Building a data lake for reporting, analytics, and machine learning needs has become general practice.

Data lakes allow us to ingest data from multiple sources in their raw formats in real time. This will enable us to scale any data size and save time in defining its schema and transformations. 

This blog describes a simpler way to build a data lake in Apache Iceberg with MySQL CDC. 

What is CDC?

MySQL CDC

Change Data Capture is the process of identifying and capturing all the changes happening to data in the database and delivering these changes to the downstream system in real-time.

Why is it needed?

Capturing real-time transactions happening on source databases and moving them to the target system keeps the systems in sync and provides data replication and zero-downtime migrations. 

In today’s modern cloud architectures, CDC is the most efficient way to move data across a wider network. As the CDC moves data in real time, it supports real-time data analytics, too.

Common use cases

  • Syncing data from on-prem to cloud 
  • To build an audit log 
  • Real-time data loading to data warehouse 
  • In the telecommunication industry, organizations use CDC to capture network events and call details records.

How to Enable CDC in MySQL

CDC in MySQL is enabled by MySQL’s Binary Log. It’s like MySQL’s automatic recorder for all changes made to data, keeping a running log of every edit or update, hence for all data manipulation activities.

To enable binary log on the MySQL server, make the below changes in MySQL server configuration and restart the server.

[mysqld]

server-id = 1

log_bin = /var/log/mysql/mysql-bin.log

binlog-format = row 
After running MySQL with the above config, we should see the following values set for log_bin and binlog_format.
How to Enable CDC in MySQL

What is the Apache Iceberg?

Apache Iceberg is an open table format for a huge size of datasets. This layer sits between your actual data files and the way they are organized to create a table structure.

Iceberg was designed by Netflix to solve data inconsistency and performance issues while using Hive. Hive scans data at the folder level, which includes costly file listing operations when working with data in the table, which degrades performance. Also, there can be missing file issues while listing files over eventually consistent object stores like S3.

Apache Iceberg

As shown in the above diagram,  Iceberg avoids these issues by keeping track of all data files and not folders using metadata in manifest files. Its metadata contains information about schemas and partitions.

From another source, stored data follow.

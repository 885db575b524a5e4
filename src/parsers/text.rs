use crate::parsers::stopwords::StopWords;
use regex::Regex;
use std::collections::{BTreeSet, HashMap};
use std::sync::OnceLock;

/// Default number of keywords reported per page
pub const DEFAULT_TOP_N: usize = 10;

/// Word statistics computed from a page's visible text
#[derive(Debug, Clone, PartialEq, Eq)]
pub struct TextStats {
    /// Character count of the raw text
    pub content_length: usize,
    /// Whitespace-separated token count of the raw text
    pub word_count: usize,
    /// Most frequent keywords, most frequent first
    pub top_keywords: Vec<(String, usize)>,
}

fn token_regex() -> &'static Regex {
    static TOKEN: OnceLock<Regex> = OnceLock::new();
    // Words and runs of punctuation become separate tokens
    TOKEN.get_or_init(|| Regex::new(r"\w+|[^\w\s]+").expect("token pattern is valid"))
}

/// Split lowercased text into word and punctuation tokens
pub fn tokenize(text: &str) -> Vec<String> {
    let lowered = text.to_lowercase();
    token_regex()
        .find_iter(&lowered)
        .map(|m| m.as_str().to_string())
        .collect()
}

/// Tokens that are purely alphanumeric and not stop words, in text order
pub fn keyword_tokens(text: &str, stop_words: &StopWords) -> Vec<String> {
    tokenize(text)
        .into_iter()
        .filter(|t| t.chars().all(char::is_alphanumeric))
        .filter(|t| !stop_words.contains(t))
        .collect()
}

/// Count tokens, returning `(word, count)` pairs in first-occurrence order
pub fn count_frequencies(tokens: &[String]) -> Vec<(String, usize)> {
    let mut index: HashMap<&str, usize> = HashMap::new();
    let mut counts: Vec<(String, usize)> = Vec::new();

    for token in tokens {
        match index.get(token.as_str()) {
            Some(&i) => counts[i].1 += 1,
            None => {
                index.insert(token, counts.len());
                counts.push((token.clone(), 1));
            }
        }
    }

    counts
}

/// The `n` most frequent keywords; equal counts keep first-occurrence order
pub fn top_keywords(text: &str, stop_words: &StopWords, n: usize) -> Vec<(String, usize)> {
    let tokens = keyword_tokens(text, stop_words);
    let mut counts = count_frequencies(&tokens);
    // Stable sort preserves insertion order among ties
    counts.sort_by(|a, b| b.1.cmp(&a.1));
    counts.truncate(n);
    counts
}

/// Character count of the full text
pub fn content_length(text: &str) -> usize {
    text.chars().count()
}

/// Whitespace-separated token count of the full text
pub fn word_count(text: &str) -> usize {
    text.split_whitespace().count()
}

/// Compute all statistics for a page's visible text
pub fn analyze(text: &str, stop_words: &StopWords, top_n: usize) -> TextStats {
    TextStats {
        content_length: content_length(text),
        word_count: word_count(text),
        top_keywords: top_keywords(text, stop_words, top_n),
    }
}

/// Tokens appearing in both the title and the description
pub fn similar_keywords(title: &str, description: &str) -> BTreeSet<String> {
    let title_words: BTreeSet<String> = tokenize(title).into_iter().collect();
    let desc_words: BTreeSet<String> = tokenize(description).into_iter().collect();
    title_words.intersection(&desc_words).cloned().collect()
}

It provides ACID inserts and row-level updates and deletes.

Debezium Iceberg Consumer

Debezium is an open-source distributed platform for Change Data Capture, which extracts CDC transactions from the databases and delivers them to consumers. 

Most of the time Debezium is used with Kafka and Kafka Connect. However, we can also use a Debezium server to cater to the need for other messaging systems like Apache Pulsar, Kinesis, RabbitMQ, etc. Here are the supported destinations.

Debezium provides SPI to implement new sink adapters as required and this is the extension point for creating Apache Iceberg Consumer. Apache Iceberg consumers will convert CDC to data files and commit them to the destination table using Java API. Each Debezium source topic is mapped to one Iceberg table. 

Architecture Overview: Debezium Server and Apache Iceberg

Follow the instructions given on  Debezium Server & Iceberg to build the Debezium server.

Steps to run Debezium-Server-Iceberg

  • Clone the repo.
git clone https://github.com/memiiso/debezium-server-iceberg.git
  • Build it and unzip. 
mvn -Passembly -Dmaven.test.skip package
Unzip debezium-server-iceberg-dist/target/debezium-server-iceberg-dist*.zip -d appdist
cd appdist
  • Edit the application.properties.Here is the configuration for using the Debezium server with the Iceberg Adapter in application.properties.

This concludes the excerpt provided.